» **What you should do**
Once you reach the line containing "filename busysync-core/src/ics/generate.rs" in the entries below, write out that line and each one after it down to the line containing "the given events.", exactly and with nothing added.

» **Collected data**
BEGIN
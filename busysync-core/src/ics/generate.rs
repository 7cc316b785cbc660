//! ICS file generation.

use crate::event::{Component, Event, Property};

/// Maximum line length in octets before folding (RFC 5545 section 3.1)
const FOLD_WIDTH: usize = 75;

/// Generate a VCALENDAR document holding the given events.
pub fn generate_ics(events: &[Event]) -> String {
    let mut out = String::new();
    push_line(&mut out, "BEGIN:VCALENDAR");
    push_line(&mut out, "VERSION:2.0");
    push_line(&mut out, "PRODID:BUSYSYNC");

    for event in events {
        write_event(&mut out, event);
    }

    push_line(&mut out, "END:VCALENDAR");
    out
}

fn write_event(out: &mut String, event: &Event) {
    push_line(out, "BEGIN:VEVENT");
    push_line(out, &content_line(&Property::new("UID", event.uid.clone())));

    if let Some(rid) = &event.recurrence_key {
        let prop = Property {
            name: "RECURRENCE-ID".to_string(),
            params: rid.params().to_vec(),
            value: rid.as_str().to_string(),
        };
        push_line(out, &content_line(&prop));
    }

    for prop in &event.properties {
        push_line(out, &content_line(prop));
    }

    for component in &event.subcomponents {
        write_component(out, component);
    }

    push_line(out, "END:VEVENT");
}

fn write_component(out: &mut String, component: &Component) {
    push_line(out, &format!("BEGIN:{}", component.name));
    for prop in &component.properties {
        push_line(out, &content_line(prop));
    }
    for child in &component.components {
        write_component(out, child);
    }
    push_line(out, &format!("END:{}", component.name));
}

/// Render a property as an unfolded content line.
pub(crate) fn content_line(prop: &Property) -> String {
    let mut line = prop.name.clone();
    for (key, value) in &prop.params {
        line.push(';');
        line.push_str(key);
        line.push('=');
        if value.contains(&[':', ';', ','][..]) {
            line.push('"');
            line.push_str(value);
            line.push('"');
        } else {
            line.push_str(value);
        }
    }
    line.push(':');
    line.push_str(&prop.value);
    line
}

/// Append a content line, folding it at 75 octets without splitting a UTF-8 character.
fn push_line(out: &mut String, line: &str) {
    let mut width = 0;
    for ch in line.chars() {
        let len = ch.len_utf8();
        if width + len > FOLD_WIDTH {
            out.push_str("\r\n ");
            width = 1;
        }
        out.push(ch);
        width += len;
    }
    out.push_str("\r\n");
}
END
BEGIN
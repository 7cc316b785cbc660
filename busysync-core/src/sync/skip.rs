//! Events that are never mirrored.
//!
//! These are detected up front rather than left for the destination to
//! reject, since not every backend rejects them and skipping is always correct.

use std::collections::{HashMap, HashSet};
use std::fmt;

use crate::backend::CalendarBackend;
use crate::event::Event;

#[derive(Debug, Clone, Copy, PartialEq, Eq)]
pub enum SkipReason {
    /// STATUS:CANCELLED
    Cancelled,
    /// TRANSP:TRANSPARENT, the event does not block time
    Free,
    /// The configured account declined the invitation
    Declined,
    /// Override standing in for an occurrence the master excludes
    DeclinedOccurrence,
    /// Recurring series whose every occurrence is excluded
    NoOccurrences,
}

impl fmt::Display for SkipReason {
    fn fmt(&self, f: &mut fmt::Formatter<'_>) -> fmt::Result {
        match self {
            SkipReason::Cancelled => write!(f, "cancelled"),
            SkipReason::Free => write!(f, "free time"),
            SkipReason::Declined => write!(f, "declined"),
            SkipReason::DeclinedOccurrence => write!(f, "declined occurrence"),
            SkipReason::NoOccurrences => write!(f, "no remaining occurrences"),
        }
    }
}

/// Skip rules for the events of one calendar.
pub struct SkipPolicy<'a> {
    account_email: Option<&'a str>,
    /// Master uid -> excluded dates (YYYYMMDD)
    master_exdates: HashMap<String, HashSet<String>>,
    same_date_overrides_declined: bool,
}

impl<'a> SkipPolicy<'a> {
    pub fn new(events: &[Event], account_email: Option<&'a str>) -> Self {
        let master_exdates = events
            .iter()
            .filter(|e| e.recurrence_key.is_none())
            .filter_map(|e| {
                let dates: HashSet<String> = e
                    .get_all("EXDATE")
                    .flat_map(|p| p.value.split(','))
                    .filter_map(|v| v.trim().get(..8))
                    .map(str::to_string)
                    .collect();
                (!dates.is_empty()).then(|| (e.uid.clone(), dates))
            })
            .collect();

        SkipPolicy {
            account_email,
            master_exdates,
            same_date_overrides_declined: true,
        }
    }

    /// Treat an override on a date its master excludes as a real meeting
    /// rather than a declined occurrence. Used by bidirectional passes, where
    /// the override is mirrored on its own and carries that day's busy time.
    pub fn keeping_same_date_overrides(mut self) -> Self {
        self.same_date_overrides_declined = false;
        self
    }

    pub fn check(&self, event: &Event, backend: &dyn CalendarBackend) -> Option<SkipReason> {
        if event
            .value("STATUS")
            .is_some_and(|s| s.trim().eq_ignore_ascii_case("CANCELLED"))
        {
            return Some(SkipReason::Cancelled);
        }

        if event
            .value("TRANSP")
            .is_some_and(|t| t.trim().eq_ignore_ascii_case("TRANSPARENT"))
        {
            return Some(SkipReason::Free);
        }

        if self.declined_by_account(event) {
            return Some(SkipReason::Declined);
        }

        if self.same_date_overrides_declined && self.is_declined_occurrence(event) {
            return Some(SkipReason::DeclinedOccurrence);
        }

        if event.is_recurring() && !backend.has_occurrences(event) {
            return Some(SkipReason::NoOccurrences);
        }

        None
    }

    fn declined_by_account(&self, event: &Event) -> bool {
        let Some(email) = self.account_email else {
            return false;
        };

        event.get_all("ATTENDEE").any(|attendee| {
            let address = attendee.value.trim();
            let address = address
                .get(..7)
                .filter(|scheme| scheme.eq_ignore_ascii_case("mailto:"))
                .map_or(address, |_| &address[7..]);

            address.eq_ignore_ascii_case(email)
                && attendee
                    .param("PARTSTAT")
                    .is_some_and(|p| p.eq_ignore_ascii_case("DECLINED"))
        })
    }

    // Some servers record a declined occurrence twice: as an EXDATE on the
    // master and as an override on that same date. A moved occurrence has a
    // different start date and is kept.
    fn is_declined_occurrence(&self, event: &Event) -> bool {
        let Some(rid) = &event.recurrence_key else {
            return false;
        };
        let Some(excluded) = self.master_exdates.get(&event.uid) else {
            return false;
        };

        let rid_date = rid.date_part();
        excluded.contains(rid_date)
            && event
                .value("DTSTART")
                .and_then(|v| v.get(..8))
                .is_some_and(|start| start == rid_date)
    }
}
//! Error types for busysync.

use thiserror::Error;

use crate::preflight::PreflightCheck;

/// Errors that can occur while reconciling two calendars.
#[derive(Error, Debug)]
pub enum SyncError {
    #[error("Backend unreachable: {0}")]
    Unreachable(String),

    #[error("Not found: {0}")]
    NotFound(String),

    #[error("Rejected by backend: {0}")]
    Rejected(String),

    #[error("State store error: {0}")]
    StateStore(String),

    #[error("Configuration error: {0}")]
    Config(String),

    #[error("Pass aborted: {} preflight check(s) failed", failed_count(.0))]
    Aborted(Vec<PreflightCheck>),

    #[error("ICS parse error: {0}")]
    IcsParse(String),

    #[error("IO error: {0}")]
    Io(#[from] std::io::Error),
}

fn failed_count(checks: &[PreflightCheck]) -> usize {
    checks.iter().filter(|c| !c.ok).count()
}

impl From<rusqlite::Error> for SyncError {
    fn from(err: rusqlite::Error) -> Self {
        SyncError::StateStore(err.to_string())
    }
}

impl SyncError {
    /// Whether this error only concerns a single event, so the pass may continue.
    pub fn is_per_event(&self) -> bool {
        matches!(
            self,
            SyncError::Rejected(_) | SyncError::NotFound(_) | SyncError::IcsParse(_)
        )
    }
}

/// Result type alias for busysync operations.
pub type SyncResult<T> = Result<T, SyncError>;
END
» **Exercise response**
filename busysync-core/src/ics/generate.rs
repository 7cc316b785cbc660
//! ICS file generation.

use crate::event::{Component, Event, Property};

/// Maximum line length in octets before folding (RFC 5545 section 3.1)
const FOLD_WIDTH: usize = 75;

/// Generate a VCALENDAR document holding the given events.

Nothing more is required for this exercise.